Ich schlüpfte in eine Seitenstraße, klopfte an ein düsteres Tor, das von einer unfrisierten Concierge ge­öffnet wurde, und lief die Stufen hinab zu einem großen Raum unter dem Straßenniveau, einem riesigen Kellerraum mit Spie­geln an den Wänden. Die kleinen Mädchen vom Opernballett probten dort.

Auf der Treppe hörte ich schon das Klavier, stampfende Füße und die Stimme des Ballettmeisters. Wenn das Klavier aussetzte, erhob sich seine scheltende Stimme und ein Gewisper von schwächeren Stimmen.

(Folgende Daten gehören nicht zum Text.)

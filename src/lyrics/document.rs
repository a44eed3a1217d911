use regex::Regex;
use std::sync::LazyLock;

/// Trailing share-widget text Genius appends to lyric bodies
static EMBED_ARTIFACT: LazyLock<Regex> = LazyLock::new(|| {
    Regex::new(r"(\d*EmbedShare URLCopyEmbedCopy|\d*Embed\s*$)").expect("valid embed pattern")
});

/// Section headers such as "[Chorus]" or "[Verse 2: Someone]"
static SECTION_HEADER: LazyLock<Regex> =
    LazyLock::new(|| Regex::new(r"\[[^\]\n]*\]").expect("valid header pattern"));

/// Lines that page templates inject between lyric blocks
const NOISE_LINES: &[&str] = &["You might also like"];

/// Normalized lyric body, built once per successful resolution
#[derive(Debug, Clone, PartialEq, Eq, Default)]
pub struct LyricsDocument {
    plain_text: String,
    lines: Vec<String>,
}

impl LyricsDocument {
    /// De-noise a raw provider body
    pub fn from_raw(raw: &str) -> Self {
        let text = raw.replace("\r\n", "\n").replace('\r', "\n");
        let text = strip_embed_artifacts(&text);
        let text = SECTION_HEADER.replace_all(&text, "");

        let lines: Vec<String> = text
            .lines()
            .map(str::trim)
            .filter(|line| !line.is_empty())
            .filter(|line| !NOISE_LINES.contains(line))
            .map(str::to_string)
            .collect();

        Self {
            plain_text: lines.join("\n"),
            lines,
        }
    }

    pub fn plain_text(&self) -> &str {
        &self.plain_text
    }

    pub fn lines(&self) -> &[String] {
        &self.lines
    }

    pub fn is_empty(&self) -> bool {
        self.lines.is_empty()
    }
}

/// Remove Genius share-widget residue from the end of a lyric body
pub fn strip_embed_artifacts(text: &str) -> String {
    EMBED_ARTIFACT.replace_all(text.trim_end(), "").trim().to_string()
}
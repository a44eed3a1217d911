use super::AudioFormat;
use crate::lyrics::{normalize, LookupQuery};
use crate::utils::FileUtils;
use std::path::{Path, PathBuf};

/// Separator between artist and title in file names ("Artist - Title.mp3")
const FILENAME_SEPARATOR: &str = " - ";

/// Who and what a file is, derived once per file
#[derive(Debug, Clone, PartialEq, Eq)]
pub struct TrackIdentity {
    pub artist: String,
    pub title: String,
    pub source_path: PathBuf,
    pub format: AudioFormat,
}

impl TrackIdentity {
    /// Read tags and fall back to the file name when artist or title is missing.
    /// Returns `None` for unsupported extensions.
    pub fn from_path(path: &Path) -> Option<Self> {
        let format = AudioFormat::from_path(path)?;
        let tags = format.read_identity(path);

        let (artist, title) = if tags.artist.trim().is_empty() || tags.title.trim().is_empty() {
            split_file_stem(&FileUtils::file_stem(path))
        } else {
            (tags.artist, tags.title)
        };

        Some(Self {
            artist: normalize(&artist),
            title: normalize(&title),
            source_path: path.to_path_buf(),
            format,
        })
    }

    /// A normalized title is required before any provider is consulted
    pub fn is_searchable(&self) -> bool {
        !self.title.is_empty()
    }

    pub fn query(&self) -> LookupQuery {
        LookupQuery::new(&self.artist, &self.title)
    }

    pub fn file_name(&self) -> String {
        self.source_path
            .file_name()
            .map(|name| name.to_string_lossy().into_owned())
            .unwrap_or_default()
    }
}

/// "Artist - Title" → (artist, title); without a separator the whole stem is the title
fn split_file_stem(stem: &str) -> (String, String) {
    match stem.split_once(FILENAME_SEPARATOR) {
        Some((artist, title)) => (artist.trim().to_string(), title.trim().to_string()),
        None => (String::new(), stem.trim().to_string()),
    }
}
use super::direct::DirectUrlProbe;
use super::genius_api::GeniusApi;
use super::hosts::{default_hosts, HostRule};
use super::scraper::PageScraper;
use super::search::SearchFallback;
use super::{LyricsApi, LyricsScraper, TrackResolver, UrlLocator};
use crate::batch::EventSink;
use crate::config::SearchConfig;
use crate::lyrics::{LookupQuery, Outcome, ProviderResult};
use crate::utils::{HttpFetch, Logger};
use async_trait::async_trait;
use std::sync::Arc;

/// Result of running the whole provider chain for one track
#[derive(Debug, Clone, PartialEq, Eq)]
pub enum Resolution {
    Found(ProviderResult),
    Exhausted,
}

/// Runs the provider chain: API first, then per host a direct probe, a
/// search only when the probe found nothing, and a scrape of whichever URL
/// survived validation. The first non-empty body wins.
pub struct LyricsResolver {
    api: Option<Arc<dyn LyricsApi>>,
    direct: Arc<dyn UrlLocator>,
    search: Arc<dyn UrlLocator>,
    scraper: Arc<dyn LyricsScraper>,
    hosts: Vec<HostRule>,
}

impl LyricsResolver {
    /// Production wiring over one shared HTTP session
    pub fn with_session(http: Arc<dyn HttpFetch>, token: Option<String>, search: &SearchConfig) -> Self {
        let api = token.map(|token| Arc::new(GeniusApi::new(http.clone(), token)) as Arc<dyn LyricsApi>);

        Self {
            api,
            direct: Arc::new(DirectUrlProbe::new(http.clone())),
            search: Arc::new(SearchFallback::new(http.clone(), search.clone())),
            scraper: Arc::new(PageScraper::new(http)),
            hosts: default_hosts(),
        }
    }

    pub fn with_strategies(
        api: Option<Arc<dyn LyricsApi>>,
        direct: Arc<dyn UrlLocator>,
        search: Arc<dyn UrlLocator>,
        scraper: Arc<dyn LyricsScraper>,
        hosts: Vec<HostRule>,
    ) -> Self {
        Self {
            api,
            direct,
            search,
            scraper,
            hosts,
        }
    }

    async fn try_api(&self, query: &LookupQuery, events: &dyn EventSink) -> Option<ProviderResult> {
        let Some(api) = &self.api else {
            events.status("Genius API: no credential configured, skipping");
            return None;
        };

        events.status("Trying Genius API...");
        match api.resolve(query).await {
            Outcome::Found(result) if result.has_lyrics() => Some(result),
            Outcome::Found(_) => {
                report_miss(events, "API", "Genius API: empty lyrics body");
                None
            }
            Outcome::Empty(reason) => {
                report_miss(events, "API", &reason);
                None
            }
        }
    }

    /// A URL from `locator` that passes the host's structural rule
    async fn locate(
        &self,
        locator: &dyn UrlLocator,
        query: &LookupQuery,
        host: &HostRule,
        events: &dyn EventSink,
    ) -> Option<String> {
        let provider = locator.source().to_string();
        match locator.locate(query, host).await {
            Outcome::Found(url) if host.is_song_page(&url) => {
                events.status(&format!("{}: candidate {}", provider, url));
                Some(url)
            }
            Outcome::Found(url) => {
                report_miss(events, &provider, &format!("{}: rejected non-song page {}", host.label, url));
                None
            }
            Outcome::Empty(reason) => {
                report_miss(events, &provider, &reason);
                None
            }
        }
    }

    async fn try_host(&self, query: &LookupQuery, host: &HostRule, events: &dyn EventSink) -> Option<ProviderResult> {
        let url = match self.locate(self.direct.as_ref(), query, host, events).await {
            Some(url) => url,
            None => self.locate(self.search.as_ref(), query, host, events).await?,
        };

        match self.scraper.scrape(&url, host).await {
            Outcome::Found(result) if result.has_lyrics() => Some(result),
            Outcome::Found(_) => {
                report_miss(events, "Scrape", &format!("{}: empty lyrics body", host.label));
                None
            }
            Outcome::Empty(reason) => {
                report_miss(events, "Scrape", &reason);
                None
            }
        }
    }
}

fn report_miss(events: &dyn EventSink, provider: &str, reason: &str) {
    Logger::log_provider_miss(provider, reason);
    events.status(reason);
}

#[async_trait]
impl TrackResolver for LyricsResolver {
    async fn resolve(&self, query: &LookupQuery, events: &dyn EventSink) -> Resolution {
        if query.title().is_empty() {
            events.status("No title to search for");
            return Resolution::Exhausted;
        }

        if let Some(result) = self.try_api(query, events).await {
            return Resolution::Found(result);
        }

        for host in &self.hosts {
            events.status(&format!("Trying {}...", host.label));
            if let Some(result) = self.try_host(query, host, events).await {
                return Resolution::Found(result);
            }
        }

        Resolution::Exhausted
    }
}
use tokio::sync::mpsc::UnboundedSender;

/// Per-run tallies
#[derive(Debug, Clone, Copy, Default, PartialEq, Eq)]
pub struct BatchSummary {
    pub total: usize,
    pub resolved: usize,
    pub skipped: usize,
    pub failed: usize,
}

impl BatchSummary {
    pub fn processed(&self) -> usize {
        self.resolved + self.skipped + self.failed
    }
}

impl std::fmt::Display for BatchSummary {
    fn fmt(&self, f: &mut std::fmt::Formatter<'_>) -> std::fmt::Result {
        write!(
            f,
            "{} files: {} resolved, {} skipped, {} failed",
            self.total, self.resolved, self.skipped, self.failed
        )
    }
}

/// How a run ended
#[derive(Debug, Clone, Copy, PartialEq, Eq)]
pub enum RunOutcome {
    Completed(BatchSummary),
    Stopped(BatchSummary),
}

impl RunOutcome {
    pub fn summary(&self) -> BatchSummary {
        match self {
            RunOutcome::Completed(summary) | RunOutcome::Stopped(summary) => *summary,
        }
    }
}

/// Messages a run sends to its observer
#[derive(Debug, Clone, PartialEq, Eq)]
pub enum BatchEvent {
    /// Human-readable progress line
    Status(String),
    /// Always the last event of a run
    Finished(RunOutcome),
}

/// Receives progress events; must not block the worker
pub trait EventSink: Send + Sync {
    fn emit(&self, event: BatchEvent);

    fn status(&self, message: &str) {
        self.emit(BatchEvent::Status(message.to_string()));
    }
}

impl EventSink for UnboundedSender<BatchEvent> {
    fn emit(&self, event: BatchEvent) {
        // The observer may have gone away; the run carries on regardless
        let _ = self.send(event);
    }
}

/// Sink that writes status lines to the log, for one-off lookups
pub struct TracingSink;

impl EventSink for TracingSink {
    fn emit(&self, event: BatchEvent) {
        match event {
            BatchEvent::Status(message) => tracing::info!("{}", message),
            BatchEvent::Finished(outcome) => tracing::info!("Finished: {:?}", outcome),
        }
    }
}

#[cfg(test)]
mod tests {
    use super::*;

    #[test]
    fn channel_sink_survives_dropped_receiver() {
        let (tx, rx) = tokio::sync::mpsc::unbounded_channel();
        drop(rx);
        tx.status("still running");
    }

    #[test]
    fn summary_counts_processed_tracks() {
        let summary = BatchSummary {
            total: 5,
            resolved: 2,
            skipped: 1,
            failed: 1,
        };
        assert_eq!(summary.processed(), 4);
        assert_eq!(RunOutcome::Stopped(summary).summary(), summary);
        assert_eq!(summary.to_string(), "5 files: 2 resolved, 1 skipped, 1 failed");
    }
}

Bei meinem Eintritt löste sich die Klasse auf, und ein Windstoß kleiner Mädchen wischte an mir vorbei, in ihren verschlissenen Ballettkostümen, lachend, flüsternd, wie Motten dahinflatternd in ihren staubigen Tanzschühchen, Schneewirbel in der Weite des dunklen Rau­mes, und die Anstrengung stand ihnen noch in Schweißtröpf­chen auf der Stirn.

Ich lief mit ihnen durch die Korridore zu den Umkleideräumen, die wie Gärten aussahen mit all den Ballett­röcken und den spanischen Kostümen, die über den Stangen hingen. Die Luft war übersättigt mit dem Geruch nach Ge­sichtscremes, Puder und billigem Kölnischwasser.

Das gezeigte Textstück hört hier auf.